PROBLEM TO WORK ON: Each record should appear again in the response exactly as it does in the original.

Stored items:
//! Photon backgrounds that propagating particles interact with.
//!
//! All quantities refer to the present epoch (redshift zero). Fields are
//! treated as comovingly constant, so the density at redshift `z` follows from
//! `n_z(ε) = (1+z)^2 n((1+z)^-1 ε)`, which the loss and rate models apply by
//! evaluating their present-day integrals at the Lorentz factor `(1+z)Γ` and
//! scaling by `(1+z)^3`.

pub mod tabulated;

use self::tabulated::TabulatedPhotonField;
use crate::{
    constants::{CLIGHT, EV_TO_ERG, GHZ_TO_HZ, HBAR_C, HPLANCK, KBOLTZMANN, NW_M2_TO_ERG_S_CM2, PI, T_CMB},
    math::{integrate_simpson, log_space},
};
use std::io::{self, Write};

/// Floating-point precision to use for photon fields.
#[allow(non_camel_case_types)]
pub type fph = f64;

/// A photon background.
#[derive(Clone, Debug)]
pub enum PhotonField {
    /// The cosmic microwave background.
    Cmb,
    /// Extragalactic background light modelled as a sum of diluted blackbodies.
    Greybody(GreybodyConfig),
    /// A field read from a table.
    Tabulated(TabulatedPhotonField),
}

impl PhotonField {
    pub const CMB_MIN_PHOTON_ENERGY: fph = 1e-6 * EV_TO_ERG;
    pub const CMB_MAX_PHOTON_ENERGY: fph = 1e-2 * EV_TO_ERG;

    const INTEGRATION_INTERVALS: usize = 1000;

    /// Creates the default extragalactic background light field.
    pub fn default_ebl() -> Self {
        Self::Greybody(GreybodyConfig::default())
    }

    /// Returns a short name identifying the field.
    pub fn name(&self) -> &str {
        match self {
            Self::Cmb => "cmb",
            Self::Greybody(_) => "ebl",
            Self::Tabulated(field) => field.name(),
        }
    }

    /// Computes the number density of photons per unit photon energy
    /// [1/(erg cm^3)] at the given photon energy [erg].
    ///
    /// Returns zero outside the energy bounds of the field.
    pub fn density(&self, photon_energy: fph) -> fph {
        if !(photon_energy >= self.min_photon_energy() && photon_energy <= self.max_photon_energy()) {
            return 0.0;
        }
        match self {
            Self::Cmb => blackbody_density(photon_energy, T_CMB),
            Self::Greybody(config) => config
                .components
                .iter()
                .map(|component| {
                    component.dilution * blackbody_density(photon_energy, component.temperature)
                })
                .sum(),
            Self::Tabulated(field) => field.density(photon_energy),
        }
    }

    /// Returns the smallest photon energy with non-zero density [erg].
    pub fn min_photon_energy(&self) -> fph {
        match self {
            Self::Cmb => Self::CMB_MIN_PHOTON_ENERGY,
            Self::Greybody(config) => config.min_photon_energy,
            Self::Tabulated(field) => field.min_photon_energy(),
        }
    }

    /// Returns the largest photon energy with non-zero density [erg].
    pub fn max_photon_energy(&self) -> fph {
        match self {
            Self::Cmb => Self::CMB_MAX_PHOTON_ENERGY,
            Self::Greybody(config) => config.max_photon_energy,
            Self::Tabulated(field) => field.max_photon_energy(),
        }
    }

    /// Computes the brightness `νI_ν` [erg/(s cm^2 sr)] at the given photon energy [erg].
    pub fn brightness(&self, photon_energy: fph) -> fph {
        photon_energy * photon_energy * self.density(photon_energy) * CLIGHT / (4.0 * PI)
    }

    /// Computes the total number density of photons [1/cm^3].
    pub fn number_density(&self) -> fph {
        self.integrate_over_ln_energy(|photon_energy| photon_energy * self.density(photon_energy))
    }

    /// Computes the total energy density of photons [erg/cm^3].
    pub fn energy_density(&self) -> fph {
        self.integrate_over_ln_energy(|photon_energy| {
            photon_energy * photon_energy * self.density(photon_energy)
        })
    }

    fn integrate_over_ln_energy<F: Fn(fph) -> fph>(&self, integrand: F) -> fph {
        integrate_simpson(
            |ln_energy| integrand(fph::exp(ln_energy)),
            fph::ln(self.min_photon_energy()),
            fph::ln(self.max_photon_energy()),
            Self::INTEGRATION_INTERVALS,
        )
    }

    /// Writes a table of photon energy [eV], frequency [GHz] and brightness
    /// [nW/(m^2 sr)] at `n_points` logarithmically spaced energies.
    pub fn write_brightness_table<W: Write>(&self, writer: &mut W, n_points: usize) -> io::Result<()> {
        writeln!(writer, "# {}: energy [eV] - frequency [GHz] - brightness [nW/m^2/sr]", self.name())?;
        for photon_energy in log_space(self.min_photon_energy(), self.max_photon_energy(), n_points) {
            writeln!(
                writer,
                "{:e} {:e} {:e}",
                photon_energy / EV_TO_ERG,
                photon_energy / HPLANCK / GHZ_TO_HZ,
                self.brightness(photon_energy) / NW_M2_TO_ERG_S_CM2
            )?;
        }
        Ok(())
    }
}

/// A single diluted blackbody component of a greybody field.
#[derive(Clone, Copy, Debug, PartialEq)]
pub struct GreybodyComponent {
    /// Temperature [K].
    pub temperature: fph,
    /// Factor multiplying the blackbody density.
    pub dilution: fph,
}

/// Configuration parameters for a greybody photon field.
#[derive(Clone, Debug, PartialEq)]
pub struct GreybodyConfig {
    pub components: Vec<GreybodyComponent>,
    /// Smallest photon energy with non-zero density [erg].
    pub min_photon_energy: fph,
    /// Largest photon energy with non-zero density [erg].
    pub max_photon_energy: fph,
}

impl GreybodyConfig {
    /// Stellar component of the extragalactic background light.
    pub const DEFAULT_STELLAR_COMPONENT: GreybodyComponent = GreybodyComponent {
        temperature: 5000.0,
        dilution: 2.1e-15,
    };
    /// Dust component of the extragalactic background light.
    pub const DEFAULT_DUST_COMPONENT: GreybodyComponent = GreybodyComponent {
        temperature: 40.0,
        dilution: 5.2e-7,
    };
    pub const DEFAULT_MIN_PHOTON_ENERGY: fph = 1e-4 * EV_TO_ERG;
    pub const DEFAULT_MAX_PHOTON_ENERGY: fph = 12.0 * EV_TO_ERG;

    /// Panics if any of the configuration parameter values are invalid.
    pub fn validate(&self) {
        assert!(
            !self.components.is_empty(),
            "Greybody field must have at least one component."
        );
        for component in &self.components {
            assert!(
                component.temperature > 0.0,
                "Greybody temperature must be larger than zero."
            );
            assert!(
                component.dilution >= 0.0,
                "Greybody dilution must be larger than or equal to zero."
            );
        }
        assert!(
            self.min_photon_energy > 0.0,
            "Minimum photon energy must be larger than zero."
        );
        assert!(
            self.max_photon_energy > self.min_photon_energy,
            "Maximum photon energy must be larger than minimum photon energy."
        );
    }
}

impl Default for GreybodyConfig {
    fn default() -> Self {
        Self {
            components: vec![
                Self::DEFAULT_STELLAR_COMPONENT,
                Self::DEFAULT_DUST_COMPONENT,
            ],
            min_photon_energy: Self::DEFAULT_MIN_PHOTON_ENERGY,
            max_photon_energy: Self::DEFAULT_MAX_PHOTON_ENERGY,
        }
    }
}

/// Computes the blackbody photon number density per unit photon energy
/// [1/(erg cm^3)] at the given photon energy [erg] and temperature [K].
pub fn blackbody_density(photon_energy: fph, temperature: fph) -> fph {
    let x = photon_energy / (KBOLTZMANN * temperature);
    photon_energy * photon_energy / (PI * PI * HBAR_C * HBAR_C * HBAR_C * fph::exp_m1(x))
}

RESPONSE AREA:
//! Photon backgrounds that propagating particles interact with.
//!
//! All quantities refer to the present epoch (redshift zero). Fields are
//! treated as comovingly constant, so the density at redshift `z` follows from
//! `n_z(ε) = (1+z)^2 n((1+z)^-1 ε)`, which the loss and rate models apply by
//! evaluating their present-day integrals at the Lorentz factor `(1+z)Γ` and
//! scaling by `(1+z)^3`.

pub mod tabulated;

use self::tabulated::TabulatedPhotonField;
use crate::{
    constants::{CLIGHT, EV_TO_ERG, GHZ_TO_HZ, HBAR_C, HPLANCK, KBOLTZMANN, NW_M2_TO_ERG_S_CM2, PI, T_CMB},
    math::{integrate_simpson, log_space},
};
use std::io::{self, Write};

/// Floating-point precision to use for photon fields.
#[allow(non_camel_case_types)]
pub type fph = f64;

/// A photon background.
#[derive(Clone, Debug)]
pub enum PhotonField {
    /// The cosmic microwave background.
    Cmb,
    /// Extragalactic background light modelled as a sum of diluted blackbodies.
    Greybody(GreybodyConfig),
    /// A field read from a table.
    Tabulated(TabulatedPhotonField),
}

impl PhotonField {
    pub const CMB_MIN_PHOTON_ENERGY: fph = 1e-6 * EV_TO_ERG;
    pub const CMB_MAX_PHOTON_ENERGY: fph = 1e-2 * EV_TO_ERG;

    const INTEGRATION_INTERVALS: usize = 1000;

    /// Creates the default extragalactic background light field.
    pub fn default_ebl() -> Self {
        Self::Greybody(GreybodyConfig::default())
    }

    /// Returns a short name identifying the field.
    pub fn name(&self) -> &str {
        match self {
            Self::Cmb => "cmb",
            Self::Greybody(_) => "ebl",
            Self::Tabulated(field) => field.name(),
        }
    }

    /// Computes the number density of photons per unit photon energy
    /// [1/(erg cm^3)] at the given photon energy [erg].
    ///
    /// Returns zero outside the energy bounds of the field.
    pub fn density(&self, photon_energy: fph) -> fph {
        if !(photon_energy >= self.min_photon_energy() && photon_energy <= self.max_photon_energy()) {
            return 0.0;
        }
        match self {
            Self::Cmb => blackbody_density(photon_energy, T_CMB),
            Self::Greybody(config) => config
                .components
                .iter()
                .map(|component| {
                    component.dilution * blackbody_density(photon_energy, component.temperature)
                })
                .sum(),
            Self::Tabulated(field) => field.density(photon_energy),
        }
    }

    /// Returns the smallest photon energy with non-zero density [erg].
    pub fn min_photon_energy(&self) -> fph {
        match self {
            Self::Cmb => Self::CMB_MIN_PHOTON_ENERGY,
            Self::Greybody(config) => config.min_photon_energy,
            Self::Tabulated(field) => field.min_photon_energy(),
        }
    }

    /// Returns the largest photon energy with non-zero density [erg].
    pub fn max_photon_energy(&self) -> fph {
        match self {
            Self::Cmb => Self::CMB_MAX_PHOTON_ENERGY,
            Self::Greybody(config) => config.max_photon_energy,
            Self::Tabulated(field) => field.max_photon_energy(),
        }
    }

    /// Computes the brightness `νI_ν` [erg/(s cm^2 sr)] at the given photon energy [erg].
    pub fn brightness(&self, photon_energy: fph) -> fph {
        photon_energy * photon_energy * self.density(photon_energy) * CLIGHT / (4.0 * PI)
    }

    /// Computes the total number density of photons [1/cm^3].
    pub fn number_density(&self) -> fph {
        self.integrate_over_ln_energy(|photon_energy| photon_energy * self.density(photon_energy))
    }

    /// Computes the total energy density of photons [erg/cm^3].
    pub fn energy_density(&self) -> fph {
        self.integrate_over_ln_energy(|photon_energy| {
            photon_energy * photon_energy * self.density(photon_energy)
        })
    }

    fn integrate_over_ln_energy<F: Fn(fph) -> fph>(&self, integrand: F) -> fph {
        integrate_simpson(
            |ln_energy| integrand(fph::exp(ln_energy)),
            fph::ln(self.min_photon_energy()),
            fph::ln(self.max_photon_energy()),
            Self::INTEGRATION_INTERVALS,
        )
    }

    /// Writes a table of photon energy [eV], frequency [GHz] and brightness
    /// [nW/(m^2 sr)] at `n_points` logarithmically spaced energies.
    pub fn write_brightness_table<W: Write>(&self, writer: &mut W, n_points: usize) -> io::Result<()> {
        writeln!(writer, "# {}: energy [eV] - frequency [GHz] - brightness [nW/m^2/sr]", self.name())?;
        for photon_energy in log_space(self.min_photon_energy(), self.max_photon_energy(), n_points) {
            writeln!(
                writer,
                "{:e} {:e} {:e}",
                photon_energy / EV_TO_ERG,
                photon_energy / HPLANCK / GHZ_TO_HZ,
                self.brightness(photon_energy) / NW_M2_TO_ERG_S_CM2
            )?;
        }
        Ok(())
    }
}

/// A single diluted blackbody component of a greybody field.
#[derive(Clone, Copy, Debug, PartialEq)]
pub struct GreybodyComponent {
    /// Temperature [K].
    pub temperature: fph,
    /// Factor multiplying the blackbody density.
    pub dilution: fph,
}

/// Configuration parameters for a greybody photon field.
#[derive(Clone, Debug, PartialEq)]
pub struct GreybodyConfig {
    pub components: Vec<GreybodyComponent>,
    /// Smallest photon energy with non-zero density [erg].
    pub min_photon_energy: fph,
    /// Largest photon energy with non-zero density [erg].
    pub max_photon_energy: fph,
}

impl GreybodyConfig {
    /// Stellar component of the extragalactic background light.
    pub const DEFAULT_STELLAR_COMPONENT: GreybodyComponent = GreybodyComponent {
        temperature: 5000.0,
        dilution: 2.1e-15,
    };
    /// Dust component of the extragalactic background light.
    pub const DEFAULT_DUST_COMPONENT: GreybodyComponent = GreybodyComponent {
        temperature: 40.0,
        dilution: 5.2e-7,
    };
    pub const DEFAULT_MIN_PHOTON_ENERGY: fph = 1e-4 * EV_TO_ERG;
    pub const DEFAULT_MAX_PHOTON_ENERGY: fph = 12.0 * EV_TO_ERG;

    /// Panics if any of the configuration parameter values are invalid.
    pub fn validate(&self) {
        assert!(
            !self.components.is_empty(),
            "Greybody field must have at least one component."
        );
        for component in &self.components {
            assert!(
                component.temperature > 0.0,
                "Greybody temperature must be larger than zero."
            );
            assert!(
                component.dilution >= 0.0,
                "Greybody dilution must be larger than or equal to zero."
            );
        }
        assert!(
            self.min_photon_energy > 0.0,
            "Minimum photon energy must be larger than zero."
        );
        assert!(
            self.max_photon_energy > self.min_photon_energy,
            "Maximum photon energy must be larger than minimum photon energy."
        );
    }
}

impl Default for GreybodyConfig {
    fn default() -> Self {
        Self {
            components: vec![
                Self::DEFAULT_STELLAR_COMPONENT,
                Self::DEFAULT_DUST_COMPONENT,
            ],
            min_photon_energy: Self::DEFAULT_MIN_PHOTON_ENERGY,
            max_photon_energy: Self::DEFAULT_MAX_PHOTON_ENERGY,
        }
    }
}

/// Computes the blackbody photon number density per unit photon energy
/// [1/(erg cm^3)] at the given photon energy [erg] and temperature [K].
pub fn blackbody_density(photon_energy: fph, temperature: fph) -> fph {
    let x = photon_energy / (KBOLTZMANN * temperature);
    photon_energy * photon_energy / (PI * PI * HBAR_C * HBAR_C * HBAR_C * fph::exp_m1(x))
}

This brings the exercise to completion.